* _Exercise objective_
Copy each line from the data that has the word "Take" in it.
--*--
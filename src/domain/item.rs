use chrono::{DateTime, Utc};
use url::Url;

/// One entry of the read-later feed, in feed order.
#[derive(Debug, Clone)]
pub struct FeedItem {
    pub title: String,
    pub link: Url,
    pub published_at: Option<DateTime<Utc>>,
    pub guid: String,
    /// Zero-based position in the (truncated) feed.
    pub position: usize,
}

impl FeedItem {
    pub fn new(position: usize, title: impl Into<String>, link: Url, guid: impl Into<String>) -> Self {
        Self {
            title: title.into(),
            link,
            published_at: None,
            guid: guid.into(),
            position,
        }
    }

    /// Stable chapter id for this item. Derived from the position so ids are
    /// unique within a run and valid XML names.
    pub fn chapter_id(&self) -> String {
        chapter_id(self.position)
    }
}

pub fn chapter_id(position: usize) -> String {
    format!("chapter-{:03}", position + 1)
}
//! Text of the structural files: container descriptor, package document,
//! navigation documents and chapter pages.

use html_escape::{encode_double_quoted_attribute as attr, encode_text as text};

use crate::domain::Chapter;
use crate::epub::{chapter_href, EpubDocument, MEDIA_OPF};

pub const PACKAGE_PATH: &str = "OEBPS/content.opf";

pub fn container_xml() -> String {
    format!(
        r#"<?xml version="1.0" encoding="UTF-8"?>
<container version="1.0" xmlns="urn:oasis:names:tc:opendocument:xmlns:container">
  <rootfiles>
    <rootfile full-path="{PACKAGE_PATH}" media-type="{MEDIA_OPF}"/>
  </rootfiles>
</container>
"#
    )
}

pub const STYLESHEET: &str = r#"body { margin: 0 4%; line-height: 1.5; font-family: serif; }
h1 { font-size: 1.6em; margin: 1em 0 0.3em; }
p.source { font-size: 0.8em; color: #555; margin-top: 0; word-wrap: break-word; }
img { max-width: 100%; height: auto; }
pre { white-space: pre-wrap; font-size: 0.85em; }
blockquote { margin: 1em 1.5em; font-style: italic; }
table { border-collapse: collapse; }
td, th { border: 1px solid #999; padding: 0.2em 0.4em; }
"#;

fn timestamp(doc: &EpubDocument) -> String {
    doc.meta.modified.format("%Y-%m-%dT%H:%M:%SZ").to_string()
}

/// EPUB 3 package document.
pub fn package_opf(doc: &EpubDocument) -> String {
    let meta = &doc.meta;
    let mut opf = String::new();

    opf.push_str(
        r#"<?xml version="1.0" encoding="UTF-8"?>
<package xmlns="http://www.idpf.org/2007/opf" version="3.0" unique-identifier="BookId">
  <metadata xmlns:dc="http://purl.org/dc/elements/1.1/">
"#,
    );
    opf.push_str(&format!(
        "    <dc:identifier id=\"BookId\">{}</dc:identifier>\n",
        text(&meta.identifier)
    ));
    opf.push_str(&format!("    <dc:title>{}</dc:title>\n", text(&meta.title)));
    opf.push_str(&format!("    <dc:language>{}</dc:language>\n", text(&meta.language)));
    opf.push_str(&format!("    <dc:date>{}</dc:date>\n", timestamp(doc)));
    opf.push_str(&format!(
        "    <meta property=\"dcterms:modified\">{}</meta>\n",
        timestamp(doc)
    ));
    opf.push_str("  </metadata>\n");

    opf.push_str("  <manifest>\n");
    for entry in doc.manifest().iter().filter(|e| e.is_listed()) {
        opf.push_str(&format!(
            "    <item id=\"{}\" href=\"{}\" media-type=\"{}\"",
            attr(&entry.id),
            attr(&entry.href),
            entry.media_type
        ));
        if let Some(properties) = entry.properties {
            opf.push_str(&format!(" properties=\"{}\"", properties));
        }
        opf.push_str("/>\n");
    }
    opf.push_str("  </manifest>\n");

    opf.push_str("  <spine toc=\"ncx\">\n");
    for id in doc.spine() {
        opf.push_str(&format!("    <itemref idref=\"{}\"/>\n", attr(id)));
    }
    opf.push_str("  </spine>\n");
    opf.push_str("</package>\n");
    opf
}

/// EPUB 3 navigation document.
pub fn nav_xhtml(doc: &EpubDocument) -> String {
    let mut nav = String::new();
    nav.push_str(&format!(
        r#"<?xml version="1.0" encoding="UTF-8"?>
<!DOCTYPE html>
<html xmlns="http://www.w3.org/1999/xhtml" xmlns:epub="http://www.idpf.org/2007/ops" xml:lang="{lang}" lang="{lang}">
<head>
  <title>{title}</title>
</head>
<body>
  <nav epub:type="toc" id="toc">
    <h1>{title}</h1>
    <ol>
"#,
        lang = attr(&doc.meta.language),
        title = text(&doc.meta.title)
    ));
    for chapter in doc.chapters() {
        nav.push_str(&format!(
            "      <li><a href=\"{}\">{}</a></li>\n",
            attr(&chapter_href(chapter)),
            text(&chapter.title)
        ));
    }
    nav.push_str("    </ol>\n  </nav>\n</body>\n</html>\n");
    nav
}

/// EPUB 2 NCX table of contents, for older readers.
pub fn toc_ncx(doc: &EpubDocument) -> String {
    let mut ncx = String::new();
    ncx.push_str(&format!(
        r#"<?xml version="1.0" encoding="UTF-8"?>
<ncx xmlns="http://www.daisy.org/z3986/2005/ncx/" version="2005-1">
  <head>
    <meta name="dtb:uid" content="{uid}"/>
    <meta name="dtb:depth" content="1"/>
    <meta name="dtb:totalPageCount" content="0"/>
    <meta name="dtb:maxPageNumber" content="0"/>
  </head>
  <docTitle><text>{title}</text></docTitle>
  <navMap>
"#,
        uid = attr(&doc.meta.identifier),
        title = text(&doc.meta.title)
    ));
    for (i, chapter) in doc.chapters().iter().enumerate() {
        ncx.push_str(&format!(
            r#"    <navPoint id="nav-{id}" playOrder="{order}">
      <navLabel><text>{title}</text></navLabel>
      <content src="{src}"/>
    </navPoint>
"#,
            id = attr(&chapter.id),
            order = i + 1,
            title = text(&chapter.title),
            src = attr(&chapter_href(chapter))
        ));
    }
    ncx.push_str("  </navMap>\n</ncx>\n");
    ncx
}

/// Standalone XHTML page for one chapter.
pub fn chapter_xhtml(chapter: &Chapter, language: &str) -> String {
    format!(
        r#"<?xml version="1.0" encoding="UTF-8"?>
<!DOCTYPE html>
<html xmlns="http://www.w3.org/1999/xhtml" xml:lang="{lang}" lang="{lang}">
<head>
  <title>{title}</title>
  <link rel="stylesheet" type="text/css" href="../styles/book.css"/>
</head>
<body>
  <h1>{title}</h1>
  <p class="source"><a href="{source}">{source_text}</a></p>
  <div class="article">{body}</div>
</body>
</html>
"#,
        lang = attr(language),
        title = text(&chapter.title),
        source = attr(chapter.source_url.as_str()),
        source_text = text(chapter.source_url.as_str()),
        body = chapter.body
    )
}

#[cfg(test)]
mod tests {
    use super::*;
    use crate::epub::tests::{chapter, meta};

    fn doc() -> EpubDocument {
        let mut doc = EpubDocument::new(meta());
        doc.push_chapter(chapter(0, "First & Foremost")).unwrap();
        doc.push_chapter(chapter(4, "Second <Take>")).unwrap();
        doc
    }

    #[test]
    fn test_container_points_at_package() {
        assert!(container_xml().contains("full-path=\"OEBPS/content.opf\""));
    }

    #[test]
    fn test_opf_lists_manifest_and_spine_in_order() {
        let opf = package_opf(&doc());

        assert!(opf.contains("<dc:identifier id=\"BookId\">urn:uuid:"));
        assert!(opf.contains("<meta property=\"dcterms:modified\">2024-01-01T00:00:00Z</meta>"));
        assert!(opf.contains(
            "<item id=\"nav\" href=\"nav.xhtml\" media-type=\"application/xhtml+xml\" properties=\"nav\"/>"
        ));
        assert!(opf.contains(
            "<item id=\"chapter-005\" href=\"text/chapter-005.xhtml\" media-type=\"application/xhtml+xml\"/>"
        ));
        assert!(!opf.contains("content.opf"));

        let first = opf.find("<itemref idref=\"chapter-001\"/>").unwrap();
        let second = opf.find("<itemref idref=\"chapter-005\"/>").unwrap();
        assert!(first < second);
        assert_eq!(opf.matches("<itemref ").count(), 2);
    }

    #[test]
    fn test_nav_escapes_titles_and_keeps_order() {
        let nav = nav_xhtml(&doc());
        let first = nav.find("First &amp; Foremost").unwrap();
        let second = nav.find("Second &lt;Take&gt;").unwrap();
        assert!(first < second);
        assert!(nav.contains("href=\"text/chapter-001.xhtml\""));
    }

    #[test]
    fn test_ncx_play_order() {
        let ncx = toc_ncx(&doc());
        assert!(ncx.contains("<navPoint id=\"nav-chapter-001\" playOrder=\"1\">"));
        assert!(ncx.contains("<navPoint id=\"nav-chapter-005\" playOrder=\"2\">"));
    }

    #[test]
    fn test_chapter_page_wraps_body() {
        let page = chapter_xhtml(&chapter(0, "Tea & Biscuits"), "en");
        assert!(page.contains("<h1>Tea &amp; Biscuits</h1>"));
        assert!(page.contains("<div class=\"article\"><p>Body of Tea & Biscuits</p></div>"));
        assert!(page.contains("href=\"https://example.com/0\""));
    }
}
--*--
* _The answer_
        doc.push_chapter(chapter(4, "Second <Take>")).unwrap();
        let second = nav.find("Second &lt;Take&gt;").unwrap();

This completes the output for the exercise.